= DIRECTIONS FOR THIS TASK =
The answer must be every line of the records below that contains the word "cosine".

[Saved entries]
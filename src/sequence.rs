//! Grain sequence assembly and post-processing.
//!
//! A [`Sequence`] is built by one of the [`assemble`] strategies, optionally reshaped via
//! [`interpolate`] and the [`mutate`] operators, and then frozen into absolute output positions
//! by [`position::calculate_positions`] before it's rendered.

use crate::Grain;

// -------------------------------------------------------------------------------------------------

pub mod assemble;
pub mod interleave;
pub mod interpolate;
pub mod mutate;
pub mod position;

// -------------------------------------------------------------------------------------------------

/// An ordered list of grains. Order is significant: it defines the grains' placement order.
pub type Sequence = Vec<Grain>;
use std::path::PathBuf;

use arg::{parse_args, Args};

// -------------------------------------------------------------------------------------------------

const DEFAULT_LOG_LEVEL: log::Level = if cfg!(debug_assertions) {
    log::Level::Debug
} else {
    log::Level::Info
};

// -------------------------------------------------------------------------------------------------

/// Default program arguments for grainsmith demo applications.
#[derive(Args, Debug, Default)]
#[allow(unused)]
pub struct Arguments {
    #[arg(short = "o", long = "output")]
    /// Directory rendered wav files get written to. By default the current directory.
    pub output_dir: Option<PathBuf>,
    #[arg(short = "s", long = "sources")]
    /// Directory to resolve grain source files in. By default, synthetic in-memory sources
    /// are used.
    pub source_dir: Option<PathBuf>,
    #[arg(short = "c", long = "candidates")]
    /// Number of candidates to render in parallel. By default 3.
    pub candidates: Option<usize>,
    #[arg(long = "seed")]
    /// Base seed for the candidates' random generators. By default 0.
    pub seed: Option<u64>,
    #[arg(short = "l", long = "log-level")]
    /// Set logging level to \"debug\", \"info\", \"warn\" or \"error\".
    /// By default \"debug\" in dev builds and \"info\" in release builds.
    pub log_level: Option<log::Level>,
}

/// Parse common demo arguments and apply the log-level arg to the logger
#[allow(unused)]
pub fn parse() -> Arguments {
    let args = parse_args::<Arguments>();

    create_logger(args.log_level);
    args
}

// -------------------------------------------------------------------------------------------------

/// Create default logger from arguments. Invoked from `parse`.
#[allow(unused)]
pub fn create_logger(log_level: Option<log::Level>) {
    simple_logger::SimpleLogger::new()
        // use default or arg level by default
        .with_level(log_level.unwrap_or(DEFAULT_LOG_LEVEL).to_level_filter())
        // disable logging in chatty modules
        .with_module_level("symphonia_core", log::LevelFilter::Warn)
        .with_module_level("symphonia_format", log::LevelFilter::Warn)
        .with_module_level("symphonia_bundle_mp3", log::LevelFilter::Warn)
        .init()
        .expect("Failed to set logger");
}
use std::f64::consts::PI;

// -------------------------------------------------------------------------------------------------

/// Produces a taper of the given length, which gets multiplied with a grain's samples before
/// the grain is summed into the output buffer.
///
/// Implemented for [`GrainWindowMode`] and for plain closures `Fn(usize) -> Vec<f32>`, so custom
/// windows can be passed to the merger as well. Implementations must return exactly `len` values.
pub trait WindowFunction {
    fn samples(&self, len: usize) -> Vec<f32>;
}

impl<F> WindowFunction for F
where
    F: Fn(usize) -> Vec<f32>,
{
    fn samples(&self, len: usize) -> Vec<f32> {
        self(len)
    }
}

// -------------------------------------------------------------------------------------------------

/// Built-in grain window shapes.
///
/// All windows are symmetric and normalized to a peak of 1: a window of length 1 is `[1.0]`,
/// a window of length 0 is empty.
#[derive(
    Default,
    Clone,
    Copy,
    Debug,
    PartialEq,
    Eq,
    strum::EnumString,
    strum::Display,
    strum::VariantNames,
    strum::EnumCount,
)]
#[strum(ascii_case_insensitive)]
pub enum GrainWindowMode {
    /// Constant 1: no tapering at all.
    Rectangular,
    /// Raised cosine, the default for overlap-add.
    #[default]
    Hann,
    /// Raised cosine which does not reach zero at its edges.
    Hamming,
    /// Steep spectral rolloff with a wider main lobe.
    Blackman,
    /// Linear rise to the center, linear fall, zero at the edges.
    Triangle,
}

impl GrainWindowMode {
    /// Evaluate the window at index `n` of a window with `len` samples, `len` > 1.
    fn value(&self, n: usize, len: usize) -> f64 {
        let m = (len - 1) as f64;
        let phase = n as f64 / m; // [0.0, 1.0]
        match self {
            GrainWindowMode::Rectangular => 1.0,
            GrainWindowMode::Hann => 0.5 - 0.5 * (2.0 * PI * phase).cos(),
            GrainWindowMode::Hamming => 0.54 - 0.46 * (2.0 * PI * phase).cos(),
            GrainWindowMode::Blackman => {
                0.42 - 0.5 * (2.0 * PI * phase).cos() + 0.08 * (4.0 * PI * phase).cos()
            }
            GrainWindowMode::Triangle => 1.0 - ((n as f64 - m / 2.0) / (m / 2.0)).abs(),
        }
    }
}

impl WindowFunction for GrainWindowMode {
    fn samples(&self, len: usize) -> Vec<f32> {
        match len {
            0 => Vec::new(),
            1 => vec![1.0],
            _ => (0..len).map(|n| self.value(n, len) as f32).collect(),
        }
    }
}

// -------------------------------------------------------------------------------------------------

#[cfg(test)]
mod tests {
    use strum::VariantNames;

    use super::*;

    #[test]
    fn window_shapes() {
        for name in GrainWindowMode::VARIANTS {
            let mode = name.parse::<GrainWindowMode>().unwrap();
            assert!(mode.samples(0).is_empty());
            assert_eq!(mode.samples(1), vec![1.0]);

            let window = mode.samples(9);
            assert_eq!(window.len(), 9);
            // symmetric with a peak of 1 in the center
            for i in 0..window.len() {
                assert!((window[i] - window[window.len() - 1 - i]).abs() < 1e-6);
            }
            assert!((window[4] - 1.0).abs() < 1e-6);
        }

        assert_eq!(GrainWindowMode::Rectangular.samples(4), vec![1.0; 4]);
        let hann = GrainWindowMode::Hann.samples(5);
        assert!(hann[0].abs() < 1e-6 && hann[4].abs() < 1e-6);
        assert!((hann[1] - 0.5).abs() < 1e-6);
        let triangle = GrainWindowMode::Triangle.samples(5);
        assert_eq!(triangle, vec![0.0, 0.5, 1.0, 0.5, 0.0]);
        let hamming = GrainWindowMode::Hamming.samples(3);
        assert!((hamming[0] - 0.08).abs() < 1e-6);
    }

    #[test]
    fn parse_modes() {
        assert_eq!("hann".parse::<GrainWindowMode>(), Ok(GrainWindowMode::Hann));
        assert_eq!(
            "Blackman".parse::<GrainWindowMode>(),
            Ok(GrainWindowMode::Blackman)
        );
        assert!("kaiser".parse::<GrainWindowMode>().is_err());
        assert_eq!(GrainWindowMode::default().to_string(), "Hann");
    }

    #[test]
    fn closure_windows() {
        let ramp = |len: usize| (0..len).map(|i| i as f32).collect::<Vec<_>>();
        assert_eq!(ramp.samples(3), vec![0.0, 1.0, 2.0]);
    }
}
//! Static source weights and the transient veto guardrail.
//!
//! The guardrail protects the consensus from a normally high-trust source
//! (typically the nowcast feed) that disagrees sharply with everyone else
//! for one hour. It is a pure transform: the configured table is never
//! mutated, only the derived working copy for one evaluation.

use serde::{Deserialize, Serialize};
use std::collections::BTreeMap;

use crate::config::ConsensusConfig;
use crate::consensus::median;

/// Outcome of one veto evaluation, carried into consensus diagnostics.
#[derive(Debug, Clone, Default, Serialize, Deserialize)]
pub struct VetoOutcome {
    /// Median of all present peers (primary excluded). None when fewer than
    /// two peers reported, in which case no veto is evaluated.
    pub peer_median: Option<f64>,
    /// The primary's absolute deviation from the peer median, °F.
    pub primary_deviation: Option<f64>,
    /// True once the deviation exceeds the moderate threshold.
    pub triggered: bool,
    /// Effective weight the primary was demoted to, when triggered.
    pub demoted_to: Option<f64>,
}

/// Derive the effective per-source weight map for one evaluation.
///
/// Demotion only ever lowers a weight: a primary already configured below
/// the floor keeps its configured weight.
pub fn effective_weights(
    config: &ConsensusConfig,
    present: &[(String, f64)],
    primary: &str,
) -> (BTreeMap<String, f64>, VetoOutcome) {
    let mut weights: BTreeMap<String, f64> = present
        .iter()
        .map(|(source, _)| (source.clone(), config.weight_for(source)))
        .collect();
    let mut outcome = VetoOutcome::default();

    let peers: Vec<f64> = present
        .iter()
        .filter(|(source, _)| source != primary)
        .map(|(_, value)| *value)
        .collect();
    let primary_value = present
        .iter()
        .find(|(source, _)| source == primary)
        .map(|(_, value)| *value);

    if peers.len() < 2 {
        return (weights, outcome);
    }
    let Some(value) = primary_value else {
        return (weights, outcome);
    };

    let peer_median = median(&peers);
    let deviation = (value - peer_median).abs();
    outcome.peer_median = Some(peer_median);
    outcome.primary_deviation = Some(deviation);

    let floor = if deviation > config.veto_critical_f {
        Some(config.veto_low_floor)
    } else if deviation > config.veto_moderate_f {
        Some(config.veto_mid_floor)
    } else {
        None
    };

    if let Some(floor) = floor {
        if let Some(weight) = weights.get_mut(primary) {
            *weight = weight.min(floor);
            outcome.triggered = true;
            outcome.demoted_to = Some(*weight);
        }
    }

    (weights, outcome)
}
//! Radiation fog probability.
//!
//! Two clamped linear factors: how close the air is to saturation
//! (dew-point depression) and how still it is (wind stagnation). Their
//! product is the hourly fog probability. A narrative signal from the
//! forecast text can push the probability toward fog, never away from it.

use validator::Validate;

use crate::config::{ConfigError, FogConfig};

pub struct FogModel {
    config: FogConfig,
}

impl FogModel {
    pub fn new(config: FogConfig) -> Result<Self, ConfigError> {
        config.validate()?;
        Ok(Self { config })
    }

    /// Hourly fog probability, rounded to two decimals.
    ///
    /// The narrative boost only applies when the probability already exceeds
    /// the configured floor, and is capped below certainty.
    pub fn probability(
        &self,
        temp_f: f64,
        dewpoint_f: f64,
        wind_mph: f64,
        narrative_mentions_fog: bool,
    ) -> f64 {
        let c = &self.config;
        let depression_factor =
            (1.0 - (temp_f - dewpoint_f) / c.dewpoint_depression_f).clamp(0.0, 1.0);
        let stagnation_factor = (1.0 - wind_mph / c.wind_stagnation_mph).clamp(0.0, 1.0);
        let mut probability = round2(depression_factor * stagnation_factor);

        if narrative_mentions_fog && probability > c.narrative_floor {
            probability = (probability + c.narrative_boost).min(c.narrative_cap);
        }
        probability
    }

    /// Whether `hour` falls in the pre-dawn lock-in window (inclusive).
    pub fn in_predawn_window(&self, hour: u32) -> bool {
        (self.config.predawn_start_hour..=self.config.predawn_end_hour).contains(&hour)
    }

    /// Pre-dawn probability above which fog locks in for the day.
    pub fn lockin_threshold(&self) -> f64 {
        self.config.lockin_threshold
    }
}

fn round2(x: f64) -> f64 {
    (x * 100.0).round() / 100.0
}

#[cfg(test)]
mod tests {
    use super::*;

    fn model() -> FogModel {
        FogModel::new(FogConfig::default()).unwrap()
    }

    #[test]
    fn test_saturated_still_air_is_near_certain_fog() {
        // Temp at dew point, 1 mph wind: depression 1.0, stagnation 0.9.
        let p = model().probability(50.0, 50.0, 1.0, false);
        assert_eq!(p, 0.90);
    }

    #[test]
    fn test_dry_air_cannot_fog() {
        // 5 °F depression zeroes the first factor regardless of wind.
        let p = model().probability(55.0, 50.0, 0.0, false);
        assert_eq!(p, 0.0);
    }

    #[test]
    fn test_wind_scours_fog_out() {
        let p = model().probability(50.0, 50.0, 10.0, false);
        assert_eq!(p, 0.0);
    }

    #[test]
    fn test_supersaturation_clamps_to_one() {
        // Temp below dew point clamps the depression factor at 1.
        let p = model().probability(48.0, 50.0, 0.0, false);
        assert_eq!(p, 1.0);
    }

    #[test]
    fn test_probability_rounded_to_two_decimals() {
        // 0.94 × 0.9 = 0.846 → 0.85
        let p = model().probability(50.3, 50.0, 1.0, false);
        assert_eq!(p, 0.85);
    }

    #[test]
    fn test_narrative_boosts_above_floor() {
        // 0.6 without the narrative, 0.9 with it.
        let without = model().probability(52.0, 50.0, 0.0, false);
        let with = model().probability(52.0, 50.0, 0.0, true);
        assert!((without - 0.60).abs() < 1e-9);
        assert!((with - 0.90).abs() < 1e-9);
    }

    #[test]
    fn test_narrative_ignored_below_floor() {
        // 0.5 × 0.5 = 0.25, under the 0.3 floor: the keyword alone is not
        // evidence enough.
        let p = model().probability(52.5, 50.0, 5.0, true);
        assert_eq!(p, 0.25);
    }

    #[test]
    fn test_narrative_boost_capped() {
        let p = model().probability(50.0, 50.0, 0.0, true);
        assert_eq!(p, 0.99);
    }

    #[test]
    fn test_predawn_window_inclusive() {
        let m = model();
        assert!(!m.in_predawn_window(3));
        assert!(m.in_predawn_window(4));
        assert!(m.in_predawn_window(8));
        assert!(!m.in_predawn_window(9));
    }
}
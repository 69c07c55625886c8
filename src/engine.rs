//! Day pipeline.
//!
//! Sequences the consensus engine, the hybrid solar model, and the risk
//! overlay over one calendar day of hourly observations, threading the
//! fog lock-in state hour to hour. This is the only layer that logs;
//! the pure components below it carry their diagnostics in their results.

use chrono::{Datelike, NaiveDate};
use serde::{Deserialize, Serialize};
use thiserror::Error;
use tracing::{debug, warn};

use crate::config::{Config, ConfigError};
use crate::consensus::{ConsensusEngine, ConsensusResult, VarianceLevel};
use crate::domain::{HourlyObservation, SourceReading};
use crate::risk::{EnvironmentalState, HourConditions, HourlyAnnotation, RiskOverlay};
use crate::solar::HybridSolarModel;

/// The lock-in state machine is order-dependent, so a day's hours are
/// rejected up front unless they are valid and strictly ascending.
#[derive(Debug, Error, PartialEq, Eq)]
pub enum PipelineError {
    #[error("hours must be strictly ascending within a day: {previous} followed by {current}")]
    OutOfOrder { previous: u32, current: u32 },
    #[error("hour {0} is out of range (0-23)")]
    HourOutOfRange(u32),
}

/// One annotated hour, owned by the caller once returned.
#[derive(Debug, Clone, Serialize, Deserialize)]
pub struct HourlyReport {
    pub hour: u32,
    pub consensus: ConsensusResult,
    pub annotation: HourlyAnnotation,
}

/// Consensus over per-source daily extremes.
#[derive(Debug, Clone, Serialize, Deserialize)]
pub struct DailyExtremes {
    pub high: ConsensusResult,
    pub low: ConsensusResult,
}

pub struct DayPipeline {
    consensus: ConsensusEngine,
    solar: HybridSolarModel,
    overlay: RiskOverlay,
}

impl DayPipeline {
    /// Build the full pipeline from a validated configuration.
    pub fn from_config(config: Config) -> Result<Self, ConfigError> {
        Ok(Self {
            consensus: ConsensusEngine::new(config.consensus)?,
            solar: HybridSolarModel::new(config.solar)?,
            overlay: RiskOverlay::new(config.fog, config.smoke, config.overlay)?,
        })
    }

    pub fn consensus(&self) -> &ConsensusEngine {
        &self.consensus
    }

    pub fn solar(&self) -> &HybridSolarModel {
        &self.solar
    }

    pub fn overlay(&self) -> &RiskOverlay {
        &self.overlay
    }

    /// Annotate one calendar day of observations.
    ///
    /// Hours must be strictly ascending; separate days are independent and
    /// may be processed in parallel by the caller.
    pub fn annotate_day(
        &self,
        day_of_year: u32,
        hours: &[HourlyObservation],
        designated_primary: &str,
    ) -> Result<Vec<HourlyReport>, PipelineError> {
        let mut previous: Option<u32> = None;
        for observation in hours {
            if observation.hour > 23 {
                return Err(PipelineError::HourOutOfRange(observation.hour));
            }
            if let Some(previous) = previous {
                if observation.hour <= previous {
                    return Err(PipelineError::OutOfOrder {
                        previous,
                        current: observation.hour,
                    });
                }
            }
            previous = Some(observation.hour);
        }

        let mut state = EnvironmentalState::default();
        let mut reports = Vec::with_capacity(hours.len());
        for observation in hours {
            let consensus = self
                .consensus
                .compute(&observation.readings, designated_primary);

            if consensus.value.is_none() {
                warn!(hour = observation.hour, "no source reported; emitting no-data verdict");
            } else if consensus.variance == VarianceLevel::Critical {
                warn!(
                    hour = observation.hour,
                    spread = consensus.spread,
                    "critical disagreement between sources"
                );
            }
            if consensus.diagnostics.veto.triggered {
                warn!(
                    hour = observation.hour,
                    primary = designated_primary,
                    deviation = consensus.diagnostics.veto.primary_deviation,
                    "primary source vetoed by peer median"
                );
            }

            let solar_raw = self.solar.irradiance(
                observation.physics_radiation_wm2,
                observation.cloud_cover_percent,
                observation.hour,
                day_of_year,
            );
            let conditions = HourConditions {
                hour: observation.hour,
                temp_f: consensus.value,
                dewpoint_f: observation.dewpoint_f,
                wind_mph: observation.wind_mph,
                pm25_ugm3: observation.pm25_ugm3,
                narrative_mentions_fog: observation.narrative_mentions_fog,
            };
            let (annotation, next_state) = self.overlay.evaluate_hour(&conditions, solar_raw, state);
            state = next_state;

            debug!(
                hour = observation.hour,
                value = ?consensus.value,
                risk = %annotation.risk,
                audit = %serde_json::to_string(&consensus.diagnostics).unwrap_or_default(),
                "hour annotated"
            );
            reports.push(HourlyReport {
                hour: observation.hour,
                consensus,
                annotation,
            });
        }
        Ok(reports)
    }

    /// Same as [`annotate_day`](Self::annotate_day), keyed by calendar date.
    pub fn annotate_date(
        &self,
        date: NaiveDate,
        hours: &[HourlyObservation],
        designated_primary: &str,
    ) -> Result<Vec<HourlyReport>, PipelineError> {
        self.annotate_day(date.ordinal(), hours, designated_primary)
    }

    /// Consensus over each source's reported daily high and low.
    pub fn daily_extremes(
        &self,
        highs: &[SourceReading],
        lows: &[SourceReading],
        designated_primary: &str,
    ) -> DailyExtremes {
        DailyExtremes {
            high: self.consensus.compute(highs, designated_primary),
            low: self.consensus.compute(lows, designated_primary),
        }
    }
}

= ANSWER BOX =
    /// Raised cosine, the default for overlap-add.
    /// Raised cosine which does not reach zero at its edges.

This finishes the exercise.